The final opening-weekend show at 8:00 p.m. on Sunday, June 17 is Love's Labor's Lost, directed by Amanda Dehnert (Into the Woods, My Fair Lady), a frequent OSF guest artist known for her inventive and provocative stagings. Instinct does battle with intellect in this charming, music-filled comedy about a group of young male scholars, led by King Ferdinand of Navarre, who swear themselves to three years of chastity, contemplation and scholarship. That plan is quickly derailed when a group of lovely, witty and playful ladies arrive on the scene. Linguistic and physical hijinks abound in Shakespeare's nimble comedy with a cast of indelible supporting characters and a surprising twist of an ending.

"The thing I love the most about Love's Labor's Lost is how honest it is about the human condition," Dehnert says. "It is a real journey of innocence to experience, and it works the way life works, which isn't always the way we think of Shakespeare plays working, which makes it incredibly unique. And I really, really find it funny and moving and compelling and smart and just kind of brilliant in all sorts of ways."
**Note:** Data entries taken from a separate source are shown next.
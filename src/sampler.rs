use rand::Rng;
use rand::seq::SliceRandom;

use crate::records::Question;

/// Questions drawn per practice session.
pub const SESSION_QUESTION_LIMIT: usize = 10;

/// Draws a uniformly random subset of `min(limit, len)` questions.
/// The shuffle is a full Fisher-Yates permutation, so no position in
/// the input is favored. The input is not mutated.
pub fn sample_questions(questions: &[Question], limit: usize) -> Vec<Question> {
    sample_questions_with_rng(questions, limit, &mut rand::thread_rng())
}

pub fn sample_questions_with_rng<R: Rng + ?Sized>(
    questions: &[Question],
    limit: usize,
    rng: &mut R,
) -> Vec<Question> {
    let mut drawn = questions.to_vec();
    drawn.shuffle(rng);
    drawn.truncate(limit);
    drawn
}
The Love's Labor's Lost creative team includes Daniel Ostling (scenic design), Mara Blumenfeld (costumes), Japhy Weideman (lighting), Amanda Dehnert and Andre J. Pluess (composers and sound designers), David Carey and Rebecca Clark Carey (voice and text directors), Melissa Torchia (associate costume designer) and U. Jonathan Toppo (fight director). Gwen Turos is production stage manager.
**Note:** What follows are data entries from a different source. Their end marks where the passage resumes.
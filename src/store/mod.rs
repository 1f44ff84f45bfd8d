pub mod activities;
pub mod children;
pub mod connection;
pub mod levels;
pub mod progress;
pub mod questions;

use std::sync::Arc;

use chrono::{DateTime, Utc};
use rusqlite::{Connection, Result};

use crate::clock::{Clock, SystemClock};
use crate::records::{
    Activity, Child, Difficulty, Level, NewActivity, NewQuestion, Progress, Question, Subject,
};

pub use activities::ActivitiesRepository;
pub use children::ChildrenRepository;
pub use levels::LevelsRepository;
pub use progress::ProgressRepository;
pub use questions::QuestionsRepository;

/// Main Store struct providing access to all record collections
pub struct Store {
    pub conn: Connection,
    clock: Arc<dyn Clock>,
}

impl Store {
    pub fn open(db_path: &str) -> Result<Self> {
        Self::init(db_path, Arc::new(SystemClock))
    }

    pub fn with_clock(db_path: &str, clock: Arc<dyn Clock>) -> Result<Self> {
        Self::init(db_path, clock)
    }

    fn init(db_path: &str, clock: Arc<dyn Clock>) -> Result<Self> {
        let conn = connection::init_connection(db_path)?;
        Ok(Store { conn, clock })
    }

    /// Helper method to get the current time (delegates to the clock)
    fn get_current_time(&self) -> DateTime<Utc> {
        self.clock.now()
    }

    // ===== Children Repository Access =====

    pub fn create_child(&self, name: &str, age: i32, avatar_id: &str) -> Result<i64> {
        let repo = ChildrenRepository::new(&self.conn);
        repo.create(name, age, avatar_id)
    }

    pub fn get_child(&self, child_id: i64) -> Result<Option<Child>> {
        let repo = ChildrenRepository::new(&self.conn);
        repo.get(child_id)
    }

    pub fn get_children(&self) -> Result<Vec<Child>> {
        let repo = ChildrenRepository::new(&self.conn);
        repo.get_all()
    }

    pub fn update_child(&self, child: &Child) -> Result<()> {
        let repo = ChildrenRepository::new(&self.conn);
        repo.update(child)
    }

    pub fn delete_child(&self, child_id: i64) -> Result<bool> {
        let repo = ChildrenRepository::new(&self.conn);
        repo.delete(child_id)
    }

    pub fn count_children(&self) -> Result<i64> {
        let repo = ChildrenRepository::new(&self.conn);
        repo.count()
    }

    // ===== Levels Repository Access =====

    pub fn create_level(
        &self,
        subject: Subject,
        difficulty: Difficulty,
        kind: &str,
        order_index: i32,
        is_locked: bool,
        required_stars: i32,
    ) -> Result<i64> {
        let repo = LevelsRepository::new(&self.conn);
        repo.create(subject, difficulty, kind, order_index, is_locked, required_stars)
    }

    pub fn get_level(&self, level_id: i64) -> Result<Option<Level>> {
        let repo = LevelsRepository::new(&self.conn);
        repo.get(level_id)
    }

    pub fn get_levels(&self) -> Result<Vec<Level>> {
        let repo = LevelsRepository::new(&self.conn);
        repo.get_all()
    }

    pub fn levels_for_subject(&self, subject: Subject) -> Result<Vec<Level>> {
        let repo = LevelsRepository::new(&self.conn);
        repo.get_by_subject(subject)
    }

    pub fn set_level_locked(&self, level_id: i64, is_locked: bool) -> Result<()> {
        let repo = LevelsRepository::new(&self.conn);
        repo.set_locked(level_id, is_locked)
    }

    pub fn delete_level(&self, level_id: i64) -> Result<bool> {
        let repo = LevelsRepository::new(&self.conn);
        repo.delete(level_id)
    }

    // ===== Questions Repository Access =====

    pub fn create_question(&self, question: &NewQuestion) -> Result<i64> {
        let repo = QuestionsRepository::new(&self.conn);
        repo.create(question)
    }

    pub fn get_question(&self, question_id: i64) -> Result<Option<Question>> {
        let repo = QuestionsRepository::new(&self.conn);
        repo.get(question_id)
    }

    pub fn questions_for_level(&self, level_id: i64) -> Result<Vec<Question>> {
        let repo = QuestionsRepository::new(&self.conn);
        repo.get_by_level(level_id)
    }

    pub fn questions_for_subject(&self, subject: Subject) -> Result<Vec<Question>> {
        let repo = QuestionsRepository::new(&self.conn);
        repo.get_by_subject(subject)
    }

    pub fn delete_question(&self, question_id: i64) -> Result<bool> {
        let repo = QuestionsRepository::new(&self.conn);
        repo.delete(question_id)
    }

    pub fn count_questions(&self) -> Result<i64> {
        let repo = QuestionsRepository::new(&self.conn);
        repo.count()
    }

    // ===== Activities Repository Access =====

    pub fn create_activity(&self, activity: &NewActivity) -> Result<i64> {
        let current_time = self.get_current_time();
        let repo = ActivitiesRepository::new(&self.conn, Box::new(move || current_time));
        repo.create(activity)
    }

    pub fn get_activity(&self, activity_id: i64) -> Result<Option<Activity>> {
        let repo = ActivitiesRepository::new(&self.conn, Box::new(|| self.get_current_time()));
        repo.get(activity_id)
    }

    pub fn get_activities(&self) -> Result<Vec<Activity>> {
        let repo = ActivitiesRepository::new(&self.conn, Box::new(|| self.get_current_time()));
        repo.get_all()
    }

    pub fn activities_for_child(&self, child_id: i64) -> Result<Vec<Activity>> {
        let repo = ActivitiesRepository::new(&self.conn, Box::new(|| self.get_current_time()));
        repo.get_by_child(child_id)
    }

    pub fn activities_for_level(&self, level_id: i64) -> Result<Vec<Activity>> {
        let repo = ActivitiesRepository::new(&self.conn, Box::new(|| self.get_current_time()));
        repo.get_by_level(level_id)
    }

    pub fn update_activity(&self, activity: &Activity) -> Result<()> {
        let repo = ActivitiesRepository::new(&self.conn, Box::new(|| self.get_current_time()));
        repo.update(activity)
    }

    pub fn delete_activity(&self, activity_id: i64) -> Result<bool> {
        let repo = ActivitiesRepository::new(&self.conn, Box::new(|| self.get_current_time()));
        repo.delete(activity_id)
    }

    pub fn count_activities(&self) -> Result<i64> {
        let repo = ActivitiesRepository::new(&self.conn, Box::new(|| self.get_current_time()));
        repo.count()
    }

    // ===== Progress Repository Access =====

    pub fn create_progress(
        &self,
        child_id: i64,
        subject: Subject,
        skill_area: &str,
        mastery_level: f64,
    ) -> Result<i64> {
        let current_time = self.get_current_time();
        let repo = ProgressRepository::new(&self.conn, Box::new(move || current_time));
        repo.create(child_id, subject, skill_area, mastery_level)
    }

    pub fn update_progress(
        &self,
        progress_id: i64,
        mastery_level: f64,
        practice_count: i32,
    ) -> Result<()> {
        let current_time = self.get_current_time();
        let repo = ProgressRepository::new(&self.conn, Box::new(move || current_time));
        repo.update(progress_id, mastery_level, practice_count)
    }

    pub fn find_progress(
        &self,
        child_id: i64,
        subject: Subject,
        skill_area: &str,
    ) -> Result<Option<Progress>> {
        let repo = ProgressRepository::new(&self.conn, Box::new(|| self.get_current_time()));
        repo.find(child_id, subject, skill_area)
    }

    pub fn get_progress(&self) -> Result<Vec<Progress>> {
        let repo = ProgressRepository::new(&self.conn, Box::new(|| self.get_current_time()));
        repo.get_all()
    }

    pub fn progress_for_child(&self, child_id: i64) -> Result<Vec<Progress>> {
        let repo = ProgressRepository::new(&self.conn, Box::new(|| self.get_current_time()));
        repo.get_by_child(child_id)
    }

    pub fn progress_for_child_and_subject(
        &self,
        child_id: i64,
        subject: Subject,
    ) -> Result<Vec<Progress>> {
        let repo = ProgressRepository::new(&self.conn, Box::new(|| self.get_current_time()));
        repo.get_by_child_and_subject(child_id, subject)
    }
}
The cast features Daniel José Molina as Ferdinand, Alejandra Escalante as Princess of France, Stephen Michael Spencer as Berowne, Jennie Greenberry as Rosaline, William Thomas Hodgson as Dumain, Tatiana Wechsler as Katharine, Jeremy Gallardo as Longaville, Niani Feelings as Maria, Richard Howard as Sir Adrian O. Dearmaddow, Vilma Silva as Boyet, Cedric Lamar as Costard, Shaun Taylor-Corbett as Moth, Robin Goodrin Nordli as Holofernes, Chris Butler as Sir Nathaniel, Royer Bockus as Jaquenetta, Armando Durán as Anthony Dull, Bobbi Charlton as the Forester, Rachel Crowl as Marcade and Dan Poppen as a Lord. Musicians include Dan Poppen (violin), Michal Palzewicz (cello), Alex Magni (guitar), Rachel Crowl (guitar and keyboards) and Reed Bentley (drums).
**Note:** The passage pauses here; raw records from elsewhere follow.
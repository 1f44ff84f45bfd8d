use chrono::{DateTime, Duration, Utc};

use crate::records::Activity;

/// Dashboard time filter. Every bounded window is a span of whole
/// calendar days ending on the day of "now" (Today is 1 day, Week 7,
/// Month 30), so the filter and the daily chart agree on which
/// activities belong to a window.
#[derive(Debug, Clone, Copy, PartialEq, Eq)]
pub enum TimeWindow {
    Today,
    Week,
    Month,
    All,
}

impl TimeWindow {
    pub fn days(&self) -> Option<i64> {
        match self {
            TimeWindow::Today => Some(1),
            TimeWindow::Week => Some(7),
            TimeWindow::Month => Some(30),
            TimeWindow::All => None,
        }
    }

    pub fn as_str(&self) -> &str {
        match self {
            TimeWindow::Today => "today",
            TimeWindow::Week => "week",
            TimeWindow::Month => "month",
            TimeWindow::All => "all",
        }
    }

    pub fn from_str(s: &str) -> Option<Self> {
        match s {
            "today" => Some(TimeWindow::Today),
            "week" => Some(TimeWindow::Week),
            "month" => Some(TimeWindow::Month),
            "all" => Some(TimeWindow::All),
            _ => None,
        }
    }
}

/// Aggregate metrics over one window of activities.
#[derive(Debug, Clone, PartialEq, Eq)]
pub struct ActivitySummary {
    pub total_time_seconds: i64,
    pub total_stars: i64,
    pub average_accuracy_percent: i64,
    pub count: usize,
}

/// Keeps activities whose completion day falls inside the window,
/// preserving the input order. Pure; `All` copies the input unchanged.
pub fn filter_by_window(
    activities: &[Activity],
    window: TimeWindow,
    now: DateTime<Utc>,
) -> Vec<Activity> {
    let Some(days) = window.days() else {
        return activities.to_vec();
    };

    let end = now.date_naive();
    let start = end - Duration::days(days - 1);

    activities
        .iter()
        .filter(|a| {
            let day = a.completed_at.date_naive();
            day >= start && day <= end
        })
        .cloned()
        .collect()
}

/// Sums time and stars and averages per-activity accuracy. Activities
/// with `total_questions == 0` carry no accuracy and are left out of
/// the average's denominator; an empty input produces explicit zeros.
pub fn summarize(activities: &[Activity]) -> ActivitySummary {
    let mut total_time_seconds = 0i64;
    let mut total_stars = 0i64;
    let mut accuracy_sum = 0.0f64;
    let mut accuracy_count = 0usize;

    for activity in activities {
        total_time_seconds += activity.time_spent_seconds;
        total_stars += i64::from(activity.stars_earned);

        if activity.total_questions > 0 {
            accuracy_sum +=
                f64::from(activity.correct_answers) / f64::from(activity.total_questions) * 100.0;
            accuracy_count += 1;
        }
    }

    let average_accuracy_percent = if accuracy_count == 0 {
        0
    } else {
        (accuracy_sum / accuracy_count as f64).round() as i64
    };

    ActivitySummary {
        total_time_seconds,
        total_stars,
        average_accuracy_percent,
        count: activities.len(),
    }
}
Love's Labor's Lost is supported by Partner Kelly Bulkeley and Hilary Krane. Development of Love's Labor's Lost was supported by a grant from the James F. and Marion L. Miller Foundation.

Love's Labor's Lost runs through Oct. 14, 2018. More information is available at osfashland.org/LovesLaborsLost.

The three Allen Elizabethan Theatre plays join six productions already running in the Angus Bowmer and Thomas Theatres: Othello, Sense and Sensibility, Destiny of Desire, Rodgers and Hammerstein's Oklahoma!, Henry V and Manahatta. Still to come in the 2018 season are Idris Goodwin's world-premiere American Revolutions commission The Way the Mountain Moved, and the U.S. premiere of Frances Ya-Chu Cowhig's Snow in Midsummer.

The 2018 season, which continues through Oct. 28, is sponsored by U.S. Bank.

Tickets are available online at www.osfashland.org or via the Box Office at 800-219-8161.

Founded by Angus Bowmer in 1935, the Oregon Shakespeare Festival (OSF) has grown from a three-day festival of two plays to a nationally renowned theatre arts organization that presents an eight-month season of up to 11 plays that include works by Shakespeare as well as a mix of classics, musicals, and world-premiere plays. OSF's play commissioning programs, which include American Revolutions: the United States History Cycle, have generated works that have been produced on Broadway, throughout the American regional theatre, and in high schools and community theatres across the country. The Festival draws attendance of more than 400,000 to approximately 800 performances every year and employs approximately 575 theatre professionals.

OSF invites and welcomes everyone, and believes the inclusion of diverse people, ideas, cultures and traditions enriches both our insights into the work we present on stage and our relationships with each other. OSF is committed to equity and diversity in all areas of our work and in our audiences.

OSF's mission statement: "Inspired by Shakespeare's work and the cultural richness of the United States, we reveal our collective humanity through illuminating interpretations of new and classic plays, deepened by the kaleidoscope of rotating repertory."